Problem to work on
Please report how many lines in the data underneath hold the word "IndexDefinition", with no other text.
[[ Provided information open ]]
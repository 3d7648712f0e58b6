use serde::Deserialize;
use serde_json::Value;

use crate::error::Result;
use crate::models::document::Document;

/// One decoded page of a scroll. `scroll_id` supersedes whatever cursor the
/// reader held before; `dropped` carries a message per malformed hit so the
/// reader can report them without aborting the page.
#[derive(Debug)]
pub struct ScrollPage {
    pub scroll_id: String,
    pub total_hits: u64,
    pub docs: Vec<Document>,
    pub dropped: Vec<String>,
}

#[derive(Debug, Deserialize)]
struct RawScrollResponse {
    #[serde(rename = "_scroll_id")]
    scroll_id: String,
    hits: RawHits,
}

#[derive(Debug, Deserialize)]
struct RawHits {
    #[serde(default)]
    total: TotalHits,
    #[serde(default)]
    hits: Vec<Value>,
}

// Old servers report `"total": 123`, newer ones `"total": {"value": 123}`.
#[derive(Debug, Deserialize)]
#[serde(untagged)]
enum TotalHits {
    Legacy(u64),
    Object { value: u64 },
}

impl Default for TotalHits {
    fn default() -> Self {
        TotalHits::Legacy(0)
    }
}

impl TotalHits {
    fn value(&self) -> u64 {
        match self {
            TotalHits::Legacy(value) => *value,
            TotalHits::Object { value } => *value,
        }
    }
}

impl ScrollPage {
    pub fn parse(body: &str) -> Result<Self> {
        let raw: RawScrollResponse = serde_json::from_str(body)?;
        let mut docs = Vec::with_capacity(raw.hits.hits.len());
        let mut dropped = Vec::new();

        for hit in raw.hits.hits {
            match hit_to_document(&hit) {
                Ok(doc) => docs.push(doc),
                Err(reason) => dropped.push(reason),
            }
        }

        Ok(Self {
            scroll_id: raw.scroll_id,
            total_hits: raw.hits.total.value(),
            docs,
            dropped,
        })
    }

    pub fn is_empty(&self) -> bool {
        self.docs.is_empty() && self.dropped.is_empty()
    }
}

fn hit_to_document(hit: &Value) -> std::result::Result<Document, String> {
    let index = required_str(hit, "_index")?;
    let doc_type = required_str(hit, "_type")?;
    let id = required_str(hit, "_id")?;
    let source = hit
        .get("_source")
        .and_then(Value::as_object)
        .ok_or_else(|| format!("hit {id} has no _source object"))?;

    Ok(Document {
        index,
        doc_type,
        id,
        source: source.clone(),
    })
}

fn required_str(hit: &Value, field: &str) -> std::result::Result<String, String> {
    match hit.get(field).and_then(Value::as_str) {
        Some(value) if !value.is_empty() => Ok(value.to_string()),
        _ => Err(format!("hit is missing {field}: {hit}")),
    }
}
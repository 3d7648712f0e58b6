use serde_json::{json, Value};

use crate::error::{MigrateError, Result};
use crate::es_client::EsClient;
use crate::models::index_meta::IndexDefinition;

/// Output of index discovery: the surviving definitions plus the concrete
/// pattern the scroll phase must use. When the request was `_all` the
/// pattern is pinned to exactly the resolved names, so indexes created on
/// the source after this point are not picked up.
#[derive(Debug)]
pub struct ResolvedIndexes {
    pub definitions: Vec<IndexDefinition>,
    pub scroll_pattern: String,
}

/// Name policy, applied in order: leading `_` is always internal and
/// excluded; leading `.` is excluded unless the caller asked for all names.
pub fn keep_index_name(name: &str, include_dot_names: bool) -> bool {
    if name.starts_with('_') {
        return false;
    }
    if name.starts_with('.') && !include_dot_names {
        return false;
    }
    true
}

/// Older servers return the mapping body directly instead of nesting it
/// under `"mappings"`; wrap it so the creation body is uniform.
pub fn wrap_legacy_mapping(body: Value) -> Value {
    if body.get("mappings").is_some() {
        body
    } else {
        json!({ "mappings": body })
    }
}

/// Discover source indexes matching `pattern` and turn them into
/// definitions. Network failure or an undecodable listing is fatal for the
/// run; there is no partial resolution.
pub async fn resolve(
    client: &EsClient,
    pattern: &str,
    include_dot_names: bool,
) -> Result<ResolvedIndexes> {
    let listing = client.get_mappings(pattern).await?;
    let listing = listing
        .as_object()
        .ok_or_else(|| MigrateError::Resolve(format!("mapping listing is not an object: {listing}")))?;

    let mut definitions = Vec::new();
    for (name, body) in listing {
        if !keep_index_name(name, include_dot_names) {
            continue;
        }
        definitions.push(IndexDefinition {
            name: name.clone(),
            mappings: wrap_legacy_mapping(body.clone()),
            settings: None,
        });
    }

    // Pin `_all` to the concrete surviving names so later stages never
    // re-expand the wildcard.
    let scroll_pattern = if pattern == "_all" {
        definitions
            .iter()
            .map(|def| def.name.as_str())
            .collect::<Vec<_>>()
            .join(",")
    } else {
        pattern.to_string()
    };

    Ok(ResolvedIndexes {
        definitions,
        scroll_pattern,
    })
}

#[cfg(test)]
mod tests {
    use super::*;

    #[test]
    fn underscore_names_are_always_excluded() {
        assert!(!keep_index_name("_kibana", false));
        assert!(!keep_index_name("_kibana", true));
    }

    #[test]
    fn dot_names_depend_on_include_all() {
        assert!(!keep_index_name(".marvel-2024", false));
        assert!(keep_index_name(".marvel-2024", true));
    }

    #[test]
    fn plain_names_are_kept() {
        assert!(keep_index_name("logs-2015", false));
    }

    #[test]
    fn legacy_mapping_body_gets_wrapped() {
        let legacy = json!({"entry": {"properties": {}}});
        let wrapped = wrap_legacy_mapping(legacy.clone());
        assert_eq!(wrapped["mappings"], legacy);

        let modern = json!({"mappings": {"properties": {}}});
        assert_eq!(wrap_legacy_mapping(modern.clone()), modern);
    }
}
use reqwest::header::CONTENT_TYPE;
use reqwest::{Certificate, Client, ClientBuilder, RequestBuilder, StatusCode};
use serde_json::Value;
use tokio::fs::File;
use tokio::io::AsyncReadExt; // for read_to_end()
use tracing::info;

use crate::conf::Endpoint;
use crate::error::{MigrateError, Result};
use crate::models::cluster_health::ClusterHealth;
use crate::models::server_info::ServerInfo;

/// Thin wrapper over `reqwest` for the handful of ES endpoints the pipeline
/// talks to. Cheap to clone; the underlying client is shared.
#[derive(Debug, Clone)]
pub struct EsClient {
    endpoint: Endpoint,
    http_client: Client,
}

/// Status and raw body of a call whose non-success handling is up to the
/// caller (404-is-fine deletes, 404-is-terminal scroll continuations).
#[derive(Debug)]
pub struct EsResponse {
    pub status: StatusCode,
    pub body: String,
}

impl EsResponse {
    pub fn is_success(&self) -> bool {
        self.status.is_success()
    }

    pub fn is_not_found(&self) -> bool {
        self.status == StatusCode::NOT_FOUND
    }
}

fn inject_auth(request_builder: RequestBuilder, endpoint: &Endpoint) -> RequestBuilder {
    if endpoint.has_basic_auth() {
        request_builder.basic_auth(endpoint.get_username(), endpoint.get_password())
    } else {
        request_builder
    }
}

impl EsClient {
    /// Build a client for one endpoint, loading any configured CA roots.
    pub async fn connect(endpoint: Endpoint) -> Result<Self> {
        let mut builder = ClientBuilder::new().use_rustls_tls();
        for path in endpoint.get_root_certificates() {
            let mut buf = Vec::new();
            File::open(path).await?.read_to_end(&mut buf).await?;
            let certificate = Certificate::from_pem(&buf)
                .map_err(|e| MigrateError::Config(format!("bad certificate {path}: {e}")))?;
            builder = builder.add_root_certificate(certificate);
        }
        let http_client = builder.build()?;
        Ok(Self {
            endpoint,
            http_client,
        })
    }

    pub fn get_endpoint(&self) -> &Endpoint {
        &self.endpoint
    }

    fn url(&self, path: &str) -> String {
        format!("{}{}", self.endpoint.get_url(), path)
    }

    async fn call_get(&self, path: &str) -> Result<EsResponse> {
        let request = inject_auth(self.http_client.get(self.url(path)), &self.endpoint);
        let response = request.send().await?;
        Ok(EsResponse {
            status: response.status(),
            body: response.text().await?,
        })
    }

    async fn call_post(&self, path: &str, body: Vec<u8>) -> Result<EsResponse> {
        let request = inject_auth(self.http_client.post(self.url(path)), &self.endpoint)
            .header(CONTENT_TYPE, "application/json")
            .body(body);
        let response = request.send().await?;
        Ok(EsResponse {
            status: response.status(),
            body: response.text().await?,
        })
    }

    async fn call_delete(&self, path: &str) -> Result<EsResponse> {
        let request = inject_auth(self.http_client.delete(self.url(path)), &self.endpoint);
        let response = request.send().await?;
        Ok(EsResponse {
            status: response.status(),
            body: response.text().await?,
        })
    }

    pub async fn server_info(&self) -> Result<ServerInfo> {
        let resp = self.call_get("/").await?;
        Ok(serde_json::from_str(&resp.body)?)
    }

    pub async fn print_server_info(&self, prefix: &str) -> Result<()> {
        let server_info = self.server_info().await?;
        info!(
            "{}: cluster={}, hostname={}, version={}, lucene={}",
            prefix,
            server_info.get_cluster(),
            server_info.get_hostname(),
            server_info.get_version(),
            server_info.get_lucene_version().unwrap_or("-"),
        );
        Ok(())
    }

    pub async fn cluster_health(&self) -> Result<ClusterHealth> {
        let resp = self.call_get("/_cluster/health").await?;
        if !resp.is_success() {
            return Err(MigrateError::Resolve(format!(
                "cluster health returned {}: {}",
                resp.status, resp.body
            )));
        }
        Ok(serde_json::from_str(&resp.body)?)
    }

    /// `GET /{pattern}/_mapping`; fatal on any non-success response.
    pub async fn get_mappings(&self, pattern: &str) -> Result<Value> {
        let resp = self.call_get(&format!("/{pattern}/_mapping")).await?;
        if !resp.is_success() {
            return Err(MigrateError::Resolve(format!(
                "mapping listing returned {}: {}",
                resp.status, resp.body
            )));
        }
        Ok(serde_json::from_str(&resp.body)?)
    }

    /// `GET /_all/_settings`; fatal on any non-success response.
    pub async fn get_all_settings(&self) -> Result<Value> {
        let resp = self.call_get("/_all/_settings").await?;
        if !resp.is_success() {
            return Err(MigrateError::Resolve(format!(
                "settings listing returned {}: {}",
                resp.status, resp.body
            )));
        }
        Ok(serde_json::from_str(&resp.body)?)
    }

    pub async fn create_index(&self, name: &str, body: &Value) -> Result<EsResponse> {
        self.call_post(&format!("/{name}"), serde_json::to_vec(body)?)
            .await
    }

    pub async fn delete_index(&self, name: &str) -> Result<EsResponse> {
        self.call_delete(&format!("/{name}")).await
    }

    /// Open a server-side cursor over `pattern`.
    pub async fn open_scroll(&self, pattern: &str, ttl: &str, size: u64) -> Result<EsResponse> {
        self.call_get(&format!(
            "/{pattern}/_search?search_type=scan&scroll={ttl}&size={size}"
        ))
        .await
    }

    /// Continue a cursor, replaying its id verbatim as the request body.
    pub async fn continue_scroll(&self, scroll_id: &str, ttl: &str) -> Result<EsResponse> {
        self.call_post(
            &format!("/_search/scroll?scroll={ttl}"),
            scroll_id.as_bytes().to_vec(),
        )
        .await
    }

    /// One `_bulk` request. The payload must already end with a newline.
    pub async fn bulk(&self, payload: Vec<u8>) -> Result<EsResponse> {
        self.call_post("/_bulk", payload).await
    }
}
[[ Provided information closed ]]
Answer box
3